>>>
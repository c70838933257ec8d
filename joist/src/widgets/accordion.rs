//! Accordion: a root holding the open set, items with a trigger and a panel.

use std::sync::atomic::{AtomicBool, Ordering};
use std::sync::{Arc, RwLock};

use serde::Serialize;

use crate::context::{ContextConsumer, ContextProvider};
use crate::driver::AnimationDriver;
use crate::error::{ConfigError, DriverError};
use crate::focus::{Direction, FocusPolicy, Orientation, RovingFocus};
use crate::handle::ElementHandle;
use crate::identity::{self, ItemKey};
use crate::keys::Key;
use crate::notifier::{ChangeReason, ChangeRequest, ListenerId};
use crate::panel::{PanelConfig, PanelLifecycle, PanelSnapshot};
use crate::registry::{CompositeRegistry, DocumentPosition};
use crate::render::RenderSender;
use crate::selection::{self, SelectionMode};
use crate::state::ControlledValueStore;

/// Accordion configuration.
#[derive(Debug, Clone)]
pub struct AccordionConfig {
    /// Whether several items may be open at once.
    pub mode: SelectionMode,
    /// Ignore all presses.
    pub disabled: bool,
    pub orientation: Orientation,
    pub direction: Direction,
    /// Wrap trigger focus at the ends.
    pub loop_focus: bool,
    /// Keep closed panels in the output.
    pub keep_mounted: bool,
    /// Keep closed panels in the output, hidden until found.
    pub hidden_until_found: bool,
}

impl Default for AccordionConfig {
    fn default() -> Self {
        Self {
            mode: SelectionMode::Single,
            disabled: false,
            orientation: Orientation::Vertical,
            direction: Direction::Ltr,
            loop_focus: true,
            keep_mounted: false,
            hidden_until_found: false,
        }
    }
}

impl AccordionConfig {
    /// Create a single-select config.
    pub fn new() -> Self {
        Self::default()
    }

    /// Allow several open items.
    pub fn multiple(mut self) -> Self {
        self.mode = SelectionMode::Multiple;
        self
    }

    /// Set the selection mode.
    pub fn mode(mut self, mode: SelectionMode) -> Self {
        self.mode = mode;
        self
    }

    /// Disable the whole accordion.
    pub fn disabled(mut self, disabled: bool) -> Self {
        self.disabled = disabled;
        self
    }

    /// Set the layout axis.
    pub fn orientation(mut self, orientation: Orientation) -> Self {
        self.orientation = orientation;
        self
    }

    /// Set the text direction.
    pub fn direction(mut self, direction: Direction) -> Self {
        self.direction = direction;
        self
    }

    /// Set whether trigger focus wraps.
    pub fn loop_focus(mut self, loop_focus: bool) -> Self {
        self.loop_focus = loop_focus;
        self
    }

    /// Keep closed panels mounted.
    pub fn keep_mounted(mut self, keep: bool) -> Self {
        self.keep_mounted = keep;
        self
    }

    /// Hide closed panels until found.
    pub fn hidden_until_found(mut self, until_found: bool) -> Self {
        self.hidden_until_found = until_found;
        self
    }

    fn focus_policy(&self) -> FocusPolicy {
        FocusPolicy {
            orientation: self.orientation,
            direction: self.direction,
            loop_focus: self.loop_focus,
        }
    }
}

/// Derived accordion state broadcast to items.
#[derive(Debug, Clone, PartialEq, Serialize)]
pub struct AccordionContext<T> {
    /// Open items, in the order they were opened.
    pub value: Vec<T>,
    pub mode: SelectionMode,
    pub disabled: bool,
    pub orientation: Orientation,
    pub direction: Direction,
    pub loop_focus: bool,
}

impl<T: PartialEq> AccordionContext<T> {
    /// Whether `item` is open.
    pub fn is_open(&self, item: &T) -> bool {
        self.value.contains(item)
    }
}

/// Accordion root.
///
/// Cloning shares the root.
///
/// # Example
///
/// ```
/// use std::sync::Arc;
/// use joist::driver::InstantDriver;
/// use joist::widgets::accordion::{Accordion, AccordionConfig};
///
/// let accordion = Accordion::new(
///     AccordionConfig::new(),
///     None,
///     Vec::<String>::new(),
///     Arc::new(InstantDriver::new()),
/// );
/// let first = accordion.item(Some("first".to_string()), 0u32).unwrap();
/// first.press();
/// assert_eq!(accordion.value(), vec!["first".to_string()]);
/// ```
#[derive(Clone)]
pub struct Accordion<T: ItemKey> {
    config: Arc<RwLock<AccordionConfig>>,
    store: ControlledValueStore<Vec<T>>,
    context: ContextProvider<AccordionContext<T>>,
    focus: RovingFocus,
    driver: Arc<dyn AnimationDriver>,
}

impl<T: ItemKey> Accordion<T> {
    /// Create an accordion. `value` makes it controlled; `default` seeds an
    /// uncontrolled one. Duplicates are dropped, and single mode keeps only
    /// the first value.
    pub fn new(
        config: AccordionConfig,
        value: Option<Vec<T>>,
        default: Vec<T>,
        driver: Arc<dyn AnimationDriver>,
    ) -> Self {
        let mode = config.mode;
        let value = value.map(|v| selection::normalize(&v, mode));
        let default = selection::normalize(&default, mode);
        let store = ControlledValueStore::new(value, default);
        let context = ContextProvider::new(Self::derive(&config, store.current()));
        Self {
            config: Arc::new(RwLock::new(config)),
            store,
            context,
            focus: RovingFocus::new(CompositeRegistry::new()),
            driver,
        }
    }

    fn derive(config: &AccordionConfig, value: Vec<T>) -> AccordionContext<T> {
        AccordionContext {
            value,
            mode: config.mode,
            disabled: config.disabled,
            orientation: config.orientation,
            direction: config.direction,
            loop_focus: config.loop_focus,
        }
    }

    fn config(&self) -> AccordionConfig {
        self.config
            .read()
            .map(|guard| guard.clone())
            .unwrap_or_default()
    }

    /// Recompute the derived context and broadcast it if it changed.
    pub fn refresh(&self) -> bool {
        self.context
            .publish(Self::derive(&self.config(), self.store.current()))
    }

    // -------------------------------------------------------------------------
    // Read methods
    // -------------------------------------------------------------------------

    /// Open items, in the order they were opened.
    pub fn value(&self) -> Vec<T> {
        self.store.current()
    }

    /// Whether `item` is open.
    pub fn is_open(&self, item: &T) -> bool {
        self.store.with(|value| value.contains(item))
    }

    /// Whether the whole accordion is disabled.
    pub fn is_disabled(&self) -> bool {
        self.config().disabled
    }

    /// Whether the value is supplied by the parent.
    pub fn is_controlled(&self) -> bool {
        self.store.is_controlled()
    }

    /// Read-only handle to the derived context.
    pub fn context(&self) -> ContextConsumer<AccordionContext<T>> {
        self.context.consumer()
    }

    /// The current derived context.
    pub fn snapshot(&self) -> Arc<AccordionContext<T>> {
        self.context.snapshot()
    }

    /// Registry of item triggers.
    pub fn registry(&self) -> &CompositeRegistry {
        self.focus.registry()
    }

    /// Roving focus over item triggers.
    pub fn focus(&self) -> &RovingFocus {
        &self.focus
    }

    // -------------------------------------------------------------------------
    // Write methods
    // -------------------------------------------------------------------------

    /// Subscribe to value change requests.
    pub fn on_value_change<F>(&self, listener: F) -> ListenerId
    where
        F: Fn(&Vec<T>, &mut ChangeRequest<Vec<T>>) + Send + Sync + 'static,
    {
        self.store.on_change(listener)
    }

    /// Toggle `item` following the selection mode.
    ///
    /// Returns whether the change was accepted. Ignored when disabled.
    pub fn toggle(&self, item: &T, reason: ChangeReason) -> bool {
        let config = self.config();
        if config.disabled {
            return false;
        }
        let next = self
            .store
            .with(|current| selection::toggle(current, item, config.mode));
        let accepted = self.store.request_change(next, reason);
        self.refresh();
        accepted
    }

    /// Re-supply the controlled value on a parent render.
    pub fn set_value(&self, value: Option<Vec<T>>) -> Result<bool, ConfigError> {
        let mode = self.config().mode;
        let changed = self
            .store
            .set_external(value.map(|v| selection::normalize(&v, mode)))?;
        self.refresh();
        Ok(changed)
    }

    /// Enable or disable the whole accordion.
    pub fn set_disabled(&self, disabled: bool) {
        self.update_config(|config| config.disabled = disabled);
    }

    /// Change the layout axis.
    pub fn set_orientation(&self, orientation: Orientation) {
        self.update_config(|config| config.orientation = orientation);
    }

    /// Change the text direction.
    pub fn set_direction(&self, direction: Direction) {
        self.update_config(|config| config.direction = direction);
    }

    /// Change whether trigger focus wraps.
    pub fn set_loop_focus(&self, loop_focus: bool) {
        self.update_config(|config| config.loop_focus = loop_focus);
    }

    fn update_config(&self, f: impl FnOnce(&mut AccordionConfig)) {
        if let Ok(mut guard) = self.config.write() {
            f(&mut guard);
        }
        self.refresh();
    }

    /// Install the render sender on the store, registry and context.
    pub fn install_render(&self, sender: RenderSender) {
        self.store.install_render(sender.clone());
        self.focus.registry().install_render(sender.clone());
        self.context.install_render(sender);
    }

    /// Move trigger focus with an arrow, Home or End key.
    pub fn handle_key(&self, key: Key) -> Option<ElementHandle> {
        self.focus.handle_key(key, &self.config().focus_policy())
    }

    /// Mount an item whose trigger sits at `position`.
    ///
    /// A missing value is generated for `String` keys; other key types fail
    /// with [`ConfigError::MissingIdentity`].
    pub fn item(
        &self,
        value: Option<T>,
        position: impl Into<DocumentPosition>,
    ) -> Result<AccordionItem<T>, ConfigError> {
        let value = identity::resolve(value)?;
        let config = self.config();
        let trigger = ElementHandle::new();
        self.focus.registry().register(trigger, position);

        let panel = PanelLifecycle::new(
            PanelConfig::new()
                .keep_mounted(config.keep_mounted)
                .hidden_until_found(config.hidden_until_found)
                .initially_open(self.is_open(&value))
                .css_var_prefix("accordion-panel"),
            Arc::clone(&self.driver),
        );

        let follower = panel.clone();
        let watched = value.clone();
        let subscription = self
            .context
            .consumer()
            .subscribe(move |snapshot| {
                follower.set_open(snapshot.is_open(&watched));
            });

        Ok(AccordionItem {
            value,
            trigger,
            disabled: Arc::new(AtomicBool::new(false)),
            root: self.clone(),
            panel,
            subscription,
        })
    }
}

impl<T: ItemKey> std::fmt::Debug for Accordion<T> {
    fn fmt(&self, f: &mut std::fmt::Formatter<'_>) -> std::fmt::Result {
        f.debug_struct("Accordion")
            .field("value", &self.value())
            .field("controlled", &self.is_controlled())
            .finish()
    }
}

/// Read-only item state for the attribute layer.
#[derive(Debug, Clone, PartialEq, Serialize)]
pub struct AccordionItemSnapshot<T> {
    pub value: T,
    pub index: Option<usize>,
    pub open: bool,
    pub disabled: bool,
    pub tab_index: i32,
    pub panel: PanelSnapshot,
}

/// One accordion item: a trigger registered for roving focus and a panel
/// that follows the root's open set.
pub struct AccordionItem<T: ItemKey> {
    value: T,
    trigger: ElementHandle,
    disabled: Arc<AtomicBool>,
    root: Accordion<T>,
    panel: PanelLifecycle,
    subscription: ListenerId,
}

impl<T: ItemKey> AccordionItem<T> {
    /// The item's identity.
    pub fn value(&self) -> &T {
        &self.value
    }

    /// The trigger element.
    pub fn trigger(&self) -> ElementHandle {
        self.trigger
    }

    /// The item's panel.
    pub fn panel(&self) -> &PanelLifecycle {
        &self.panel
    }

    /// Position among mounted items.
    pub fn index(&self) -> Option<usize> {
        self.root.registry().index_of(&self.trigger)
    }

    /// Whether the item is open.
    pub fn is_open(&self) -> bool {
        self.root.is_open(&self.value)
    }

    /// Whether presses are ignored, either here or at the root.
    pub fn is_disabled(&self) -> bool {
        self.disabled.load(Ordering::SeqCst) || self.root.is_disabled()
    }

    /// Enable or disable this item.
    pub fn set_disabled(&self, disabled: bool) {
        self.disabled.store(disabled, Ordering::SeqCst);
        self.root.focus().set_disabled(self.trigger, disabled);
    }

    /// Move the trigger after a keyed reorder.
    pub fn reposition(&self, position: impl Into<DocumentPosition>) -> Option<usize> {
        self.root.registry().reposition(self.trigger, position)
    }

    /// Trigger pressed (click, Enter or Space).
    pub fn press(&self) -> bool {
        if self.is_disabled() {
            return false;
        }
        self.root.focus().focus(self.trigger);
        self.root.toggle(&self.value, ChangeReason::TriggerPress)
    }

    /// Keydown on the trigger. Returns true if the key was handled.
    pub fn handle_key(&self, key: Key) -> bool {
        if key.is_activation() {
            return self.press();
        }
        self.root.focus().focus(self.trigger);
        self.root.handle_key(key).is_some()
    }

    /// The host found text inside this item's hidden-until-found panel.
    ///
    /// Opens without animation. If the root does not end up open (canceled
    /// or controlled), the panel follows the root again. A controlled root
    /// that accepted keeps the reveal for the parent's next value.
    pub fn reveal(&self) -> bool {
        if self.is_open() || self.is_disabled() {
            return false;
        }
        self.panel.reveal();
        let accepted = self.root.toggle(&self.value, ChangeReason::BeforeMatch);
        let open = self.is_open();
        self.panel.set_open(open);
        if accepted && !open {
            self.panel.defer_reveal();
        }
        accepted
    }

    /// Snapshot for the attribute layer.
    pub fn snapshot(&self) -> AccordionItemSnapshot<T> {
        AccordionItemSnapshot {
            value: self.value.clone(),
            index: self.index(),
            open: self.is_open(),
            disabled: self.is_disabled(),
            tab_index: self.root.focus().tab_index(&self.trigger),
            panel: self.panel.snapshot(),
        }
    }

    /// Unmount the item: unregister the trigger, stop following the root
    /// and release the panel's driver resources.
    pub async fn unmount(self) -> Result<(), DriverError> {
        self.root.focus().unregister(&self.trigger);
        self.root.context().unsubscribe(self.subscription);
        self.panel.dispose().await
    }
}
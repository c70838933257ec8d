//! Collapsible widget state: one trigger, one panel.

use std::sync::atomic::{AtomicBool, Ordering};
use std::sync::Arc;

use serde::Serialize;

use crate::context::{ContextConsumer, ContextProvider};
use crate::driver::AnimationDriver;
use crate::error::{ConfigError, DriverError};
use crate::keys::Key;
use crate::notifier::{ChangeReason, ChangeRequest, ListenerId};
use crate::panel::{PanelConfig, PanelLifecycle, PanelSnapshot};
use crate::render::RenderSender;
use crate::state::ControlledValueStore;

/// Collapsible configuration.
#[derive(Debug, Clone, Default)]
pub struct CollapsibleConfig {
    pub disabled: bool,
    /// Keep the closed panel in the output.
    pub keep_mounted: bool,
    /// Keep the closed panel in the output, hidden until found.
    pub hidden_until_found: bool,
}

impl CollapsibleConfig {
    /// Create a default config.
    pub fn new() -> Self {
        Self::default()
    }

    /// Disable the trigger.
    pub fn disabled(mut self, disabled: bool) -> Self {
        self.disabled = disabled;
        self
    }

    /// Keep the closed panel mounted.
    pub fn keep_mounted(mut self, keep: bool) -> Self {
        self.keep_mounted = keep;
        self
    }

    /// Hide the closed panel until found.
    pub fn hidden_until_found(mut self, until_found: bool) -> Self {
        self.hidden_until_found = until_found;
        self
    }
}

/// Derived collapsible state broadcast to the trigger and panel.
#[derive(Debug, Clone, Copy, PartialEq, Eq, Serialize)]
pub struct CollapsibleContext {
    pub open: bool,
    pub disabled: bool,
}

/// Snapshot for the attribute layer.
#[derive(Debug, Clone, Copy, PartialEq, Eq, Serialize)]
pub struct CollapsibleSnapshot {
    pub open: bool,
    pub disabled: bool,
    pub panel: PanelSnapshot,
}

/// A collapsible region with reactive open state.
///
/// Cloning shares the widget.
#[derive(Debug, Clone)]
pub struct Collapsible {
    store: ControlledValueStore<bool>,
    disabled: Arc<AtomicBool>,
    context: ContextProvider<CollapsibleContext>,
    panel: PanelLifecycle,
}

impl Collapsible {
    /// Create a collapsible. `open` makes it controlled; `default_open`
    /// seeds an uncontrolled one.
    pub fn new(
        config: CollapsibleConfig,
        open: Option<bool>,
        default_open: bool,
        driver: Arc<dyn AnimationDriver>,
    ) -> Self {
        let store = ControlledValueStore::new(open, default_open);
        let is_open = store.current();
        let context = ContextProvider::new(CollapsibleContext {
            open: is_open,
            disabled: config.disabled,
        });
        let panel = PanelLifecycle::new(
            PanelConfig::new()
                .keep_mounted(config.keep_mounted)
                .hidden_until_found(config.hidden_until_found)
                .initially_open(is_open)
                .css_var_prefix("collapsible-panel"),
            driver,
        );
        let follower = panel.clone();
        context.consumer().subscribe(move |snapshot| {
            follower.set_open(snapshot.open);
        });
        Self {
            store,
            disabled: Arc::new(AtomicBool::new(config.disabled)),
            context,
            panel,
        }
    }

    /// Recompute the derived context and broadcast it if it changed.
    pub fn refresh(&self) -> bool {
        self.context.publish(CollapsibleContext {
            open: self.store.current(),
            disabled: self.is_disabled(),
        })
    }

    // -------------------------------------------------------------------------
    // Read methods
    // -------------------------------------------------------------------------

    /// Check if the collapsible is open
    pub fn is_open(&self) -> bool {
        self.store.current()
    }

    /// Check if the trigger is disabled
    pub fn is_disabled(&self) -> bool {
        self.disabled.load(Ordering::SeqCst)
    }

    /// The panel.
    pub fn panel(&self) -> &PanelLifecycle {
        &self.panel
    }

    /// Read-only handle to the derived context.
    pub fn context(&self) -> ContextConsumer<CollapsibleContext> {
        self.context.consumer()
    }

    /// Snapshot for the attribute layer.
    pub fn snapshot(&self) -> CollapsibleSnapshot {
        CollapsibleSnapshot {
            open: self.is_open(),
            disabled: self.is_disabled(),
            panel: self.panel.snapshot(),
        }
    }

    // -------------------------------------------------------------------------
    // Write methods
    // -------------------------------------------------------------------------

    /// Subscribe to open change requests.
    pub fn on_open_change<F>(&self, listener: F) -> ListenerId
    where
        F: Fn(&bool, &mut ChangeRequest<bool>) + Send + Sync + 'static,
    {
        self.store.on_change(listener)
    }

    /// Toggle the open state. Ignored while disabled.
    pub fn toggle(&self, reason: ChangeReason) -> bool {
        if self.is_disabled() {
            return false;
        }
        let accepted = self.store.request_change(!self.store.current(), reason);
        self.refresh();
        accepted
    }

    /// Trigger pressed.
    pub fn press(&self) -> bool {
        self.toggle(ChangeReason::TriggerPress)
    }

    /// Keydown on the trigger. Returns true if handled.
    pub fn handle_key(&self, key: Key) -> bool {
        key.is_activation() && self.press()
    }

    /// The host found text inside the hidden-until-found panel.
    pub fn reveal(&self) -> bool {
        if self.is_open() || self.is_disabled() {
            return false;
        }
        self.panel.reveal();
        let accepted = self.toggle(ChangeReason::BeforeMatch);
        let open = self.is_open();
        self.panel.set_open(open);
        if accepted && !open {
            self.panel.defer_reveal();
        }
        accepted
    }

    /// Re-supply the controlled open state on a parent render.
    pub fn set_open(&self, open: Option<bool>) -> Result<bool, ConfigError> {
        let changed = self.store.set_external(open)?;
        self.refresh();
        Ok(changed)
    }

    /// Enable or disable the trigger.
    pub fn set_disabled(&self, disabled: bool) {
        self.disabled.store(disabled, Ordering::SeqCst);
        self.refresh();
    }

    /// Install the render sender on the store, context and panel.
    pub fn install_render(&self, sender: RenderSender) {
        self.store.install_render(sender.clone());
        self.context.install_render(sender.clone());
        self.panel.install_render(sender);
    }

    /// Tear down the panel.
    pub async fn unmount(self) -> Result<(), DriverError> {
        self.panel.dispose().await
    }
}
<<<
# What you should do
Copy all lines from the material above that hold the word "state".

# Problem solution
use crate::state::ControlledValueStore;
/// Derived accordion state broadcast to items.
/// Read-only item state for the attribute layer.
//! Collapsible widget state: one trigger, one panel.
use crate::state::ControlledValueStore;
/// Derived collapsible state broadcast to the trigger and panel.
/// A collapsible region with reactive open state.
    /// Toggle the open state. Ignored while disabled.
    /// Re-supply the controlled open state on a parent render.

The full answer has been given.